This and That from Around the NHL
Undated (AP) _ During his recent recuperation from a fractured jaw, New York Ranger goaltender John Vanbiesbrouck could have turned out a cook book for people on soft foods.
″You can throw anything into a Cuisinart,″ said Vanbiesbrouck, whose fractured jaw from an exhibition game kept him on a diet of liquids and mushy foods and off the ice for the early part of the season.
Known as ″Trader Phil″ because of the many deals he’s made since becoming general manager a little over a year ago, Phil Esposito says he is finished dealing - at least for now. Says Phil: ″I want to do everything (now) and that’s it...unless of course we can get somebody who can really help us.″
The Washington chapter of the Professional Hockey Writers Association has named Mike Gartner recipient of its 2nd annual Dan McCoubrey-Good Guy Award for 1987.
The award is an effort to recognize the countless hours members of the Capitals have spent working with various organizations throughout the area to publicize or raise money for charitable causes.
″Gartner has exhibited the quality of commitment to the community in which he plays,″ Washington chapter president Dave Fay said. ″He is the type of individual who finds it very tough to say no to any reasonable request for his time and always makes sure he has time available when children are involved.″
The Philadelphia Flyers have recently unveiled an eight-foot bronze statue of the late singer Kate Smith outside the Spectrum. The statue was commissioned by the Flyers to honor Miss Smith, whose rendition of ″God Bless America″ caused her to be known as the team’s good luck charm during the 1970s when it was frequently substituted for the national anthem prior to the club’s important games.
In all, the Flyers have compiled a 58-9-2 record during games in which ″God Bless America″ was played, including four live appearances by Miss Smith at the Spectrum.
Joe Murphy, the overall No. 1 pick in the NHL draft last year by the Detroit Red Wings, reportedly had an ″attitude″ problem and spent most of the season in the minors. However, Murphy has changed in more ways than one, according to Red Wings Coach Jacques Demers.
Not only is Murphy’s attitude better, Demers says, but the player who just turned 20 has also built himself up physically.
″He’s one year older and more mature,″ Demers said. ″He’s had a great attitude this year. Last year he was 172 pounds, but now he’s 186 and that makes a heck of a lot of difference. He’s stronger.

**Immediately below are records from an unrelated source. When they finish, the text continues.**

//! Active-correction priority.
//!
//! Estimates how valuable a user correction would be for a question:
//! uncertainty over the ranked candidates (small margin, high entropy)
//! combined with novelty of the question against the corpus patterns.
//! Advisory only; nothing in the pipeline branches on it.

use strsim::normalized_levenshtein;

use crate::config::AssistantConfig;
use crate::retriever::RankedTemplate;
use crate::template::TemplateCorpus;
use crate::text::Question;

/// Higher means more uncertain, in [0, 1]. Blends the margin between the
/// top two scores with the entropy of the top-5 score distribution.
pub fn uncertainty(ranked: &[RankedTemplate]) -> f64 {
    if ranked.is_empty() {
        return 1.0;
    }
    let scores: Vec<f64> = ranked
        .iter()
        .take(5)
        .map(|r| r.similarity.max(1e-6))
        .collect();
    let margin = scores[0] - scores.get(1).copied().unwrap_or(0.0);

    let total: f64 = scores.iter().sum();
    let entropy: f64 = -scores
        .iter()
        .map(|s| {
            let p = s / total;
            p * (p + 1e-12).ln()
        })
        .sum::<f64>()
        / (scores.len() as f64 + 1e-9).ln();

    let u = (1.0 - margin.min(1.0)) * 0.6 + entropy * 0.4;
    u.clamp(0.0, 1.0)
}

/// True when no corpus pattern is close to the question, by a quick fuzzy
/// scan and the retriever's own best similarity.
pub fn is_novel(
    question: &Question,
    best_similarity: f64,
    corpus: &TemplateCorpus,
    config: &AssistantConfig,
) -> bool {
    if corpus.is_empty() {
        return true;
    }
    let normalized = question.normalized();
    let best_fuzzy = corpus
        .list()
        .iter()
        .map(|t| normalized_levenshtein(&normalized, &t.pattern))
        .fold(0.0f64, f64::max);
    if best_fuzzy >= config.novelty_fuzzy_threshold {
        return false;
    }
    best_similarity < config.novelty_cosine_threshold
}

/// Priority in [0, 1] for asking the user to confirm or correct this
/// translation.
pub fn priority(
    question: &Question,
    ranked: &[RankedTemplate],
    corpus: &TemplateCorpus,
    config: &AssistantConfig,
) -> f64 {
    let u = uncertainty(ranked);
    let best = ranked.first().map(|r| r.similarity).unwrap_or(0.0);
    let novel = if is_novel(question, best, corpus, config) {
        1.0
    } else {
        0.0
    };
    (0.6 * u + 0.4 * novel).clamp(0.0, 1.0)
}
//! End-to-end tests over the demo database: introspect, translate,
//! execute, and learn from feedback.

use askql::demo::create_demo_pool;
use askql::prelude::*;

fn small_config() -> AssistantConfig {
    AssistantConfig {
        demo_policies: 80,
        demo_claims: 200,
        ..AssistantConfig::default()
    }
}

async fn demo_setup() -> (Assistant, Executor) {
    let config = small_config();
    let pool = create_demo_pool(&config).await.expect("demo pool");
    let executor = Executor::new(pool);
    let assistant = Assistant::from_pool(executor.pool(), config)
        .await
        .expect("introspection");
    (assistant, executor)
}

#[tokio::test]
async fn count_question_executes_to_a_single_number() {
    let (assistant, executor) = demo_setup().await;
    let t = assistant.translate("how many policies are active").unwrap();
    assert_eq!(t.query.sql, "SELECT COUNT(*) FROM policies WHERE status = ?");

    let result = executor.run(&t.query).await.unwrap();
    assert_eq!(result.len(), 1);
    assert!(matches!(&result.rows[0][0], serde_json::Value::Number(n) if n.as_i64().unwrap() > 0));
}

#[tokio::test]
async fn distinct_question_lists_statuses() {
    let (assistant, executor) = demo_setup().await;
    let t = assistant.translate("unique status in claims").unwrap();

    let result = executor.run(&t.query).await.unwrap();
    let values: Vec<&str> = result
        .rows
        .iter()
        .filter_map(|row| row[0].as_str())
        .collect();
    assert!(values.contains(&"OPEN"));
    assert!(values.contains(&"CLOSED"));
}

#[tokio::test]
async fn top_k_question_orders_and_limits() {
    let (assistant, executor) = demo_setup().await;
    let t = assistant
        .translate("top 10 policies by credit limit")
        .unwrap();
    assert!(t.query.sql.ends_with("ORDER BY credit_limit DESC LIMIT 10"));

    let result = executor.run(&t.query).await.unwrap();
    assert_eq!(result.len(), 10);
    let limits: Vec<f64> = result
        .rows
        .iter()
        .map(|row| {
            let idx = result
                .columns
                .iter()
                .position(|c| c == "credit_limit")
                .unwrap();
            row[idx].as_f64().unwrap()
        })
        .collect();
    assert!(limits.windows(2).all(|w| w[0] >= w[1]));
}

#[tokio::test]
async fn unknown_table_is_reported_not_guessed() {
    let (assistant, _) = demo_setup().await;
    let err = assistant.translate("show widgets").unwrap_err();
    assert!(matches!(err, AskqlError::UnsupportedQuery { .. }));
}

#[tokio::test]
async fn feedback_learns_a_new_phrasing() {
    let (assistant, executor) = demo_setup().await;
    let size_before = assistant.with_corpus(|c| c.len());

    let first = assistant.translate("show policies").unwrap();
    let feedback = Feedback::new(
        "show revoked policies",
        &first.query.sql,
        "SELECT * FROM policies WHERE status = 'CANCELLED'",
        Some(first.query.template_id),
    );
    let outcome = assistant.apply_feedback(&feedback).unwrap();
    assert_eq!(outcome.disposition, FeedbackDisposition::Created);
    assert_eq!(assistant.with_corpus(|c| c.len()), size_before + 1);

    // the learned template now answers the same phrasing, executably
    let t = assistant.translate("show revoked policies").unwrap();
    assert_eq!(t.query.template_id, outcome.template_id);
    let result = executor.run(&t.query).await.unwrap();
    for row in &result.rows {
        let idx = result.columns.iter().position(|c| c == "status").unwrap();
        assert_eq!(row[idx].as_str(), Some("CANCELLED"));
    }

    // resubmitting the identical correction must not duplicate
    let again = assistant.apply_feedback(&feedback).unwrap();
    assert_eq!(again.disposition, FeedbackDisposition::Reinforced);
    assert_eq!(assistant.with_corpus(|c| c.len()), size_before + 1);
}

#[tokio::test]
async fn rejected_feedback_leaves_the_corpus_alone() {
    let (assistant, _) = demo_setup().await;
    let size_before = assistant.with_corpus(|c| c.len());

    let first = assistant.translate("show claims").unwrap();
    let feedback = Feedback::new(
        "show claims",
        &first.query.sql,
        "UPDATE claims SET status = 'CLOSED'",
        Some(first.query.template_id),
    );
    let err = assistant.apply_feedback(&feedback).unwrap_err();
    assert!(matches!(err, AskqlError::FeedbackConflict(_)));
    assert_eq!(assistant.with_corpus(|c| c.len()), size_before);
}

#[tokio::test]
async fn quoted_literal_round_trips_through_execution() {
    let (assistant, executor) = demo_setup().await;
    let t = assistant
        .translate("show organizations where city 'London'")
        .unwrap();
    assert_eq!(t.query.params, vec![BoundValue::Text("London".into())]);

    let result = executor.run(&t.query).await.unwrap();
    for row in &result.rows {
        let idx = result.columns.iter().position(|c| c == "city").unwrap();
        assert_eq!(row[idx].as_str(), Some("London"));
    }
}

#[tokio::test]
async fn rationale_accounts_for_every_bound_slot() {
    let (assistant, _) = demo_setup().await;
    let t = assistant.translate("how many policies are active").unwrap();

    assert_eq!(t.rationale.template_id, t.query.template_id);
    assert_eq!(t.rationale.slots.len(), t.query.binding.slots.len());
    for (rationale_slot, bound) in t.rationale.slots.iter().zip(&t.query.binding.slots) {
        assert_eq!(rationale_slot.name, bound.name);
    }
}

″We never questioned his hockey ability, but I think the 14 pounds he’s gained has really helped him. He has great speed and his acceleration is excellent when he goes to the net.″
They alltalk about the hardest shooters in the league, but what about the hardest hitters?
If there was a ″top ten″ of hardest-hitters, Edmonton’s Normand Lacombe would probably be ranked. In a recent game against Boston, Lacombe bruised several Bruins with crushing body checks.
″He’s a quiet, shy kind of guy who doesn’t show much emotion, but he’s so strong,″ Oiler Coach Glen Sather said of the 5-foot-11, 205-pound right winger.
″One time he came off the ice and he had five Bruins yelling at him, he hit one of their guys so hard. I think what it is, he’s so strong that when he hits people, he hurts them.″
Lacombe, who scored only his 14th goal in 100 NHL games that night, shrugged off the comment.
″I just go hit them, if they get upset that’s their fault,″ he says. ″They should keep their heads up.″
Terry Crisp remembers the closeness of the Philadelphia Flyer players when he was a member of the team that won two Stanley Cups in the 1970s, and hopes to instill a similar feeling in his first year as an NHL coach with the Calgary Flames.
″If this team ends up having the camaraderie, unity and togetherness of the Philadelphia Flyers’ Stanley Cup teams, I’ll be the happiest coach in the National Hockey League,″ Crisp says. ″I know we’re going to be a close-knit team. All the ingredients are there. I’m not talking about goonery, either.″
END ADV Weekend Editions Oct. 24-25.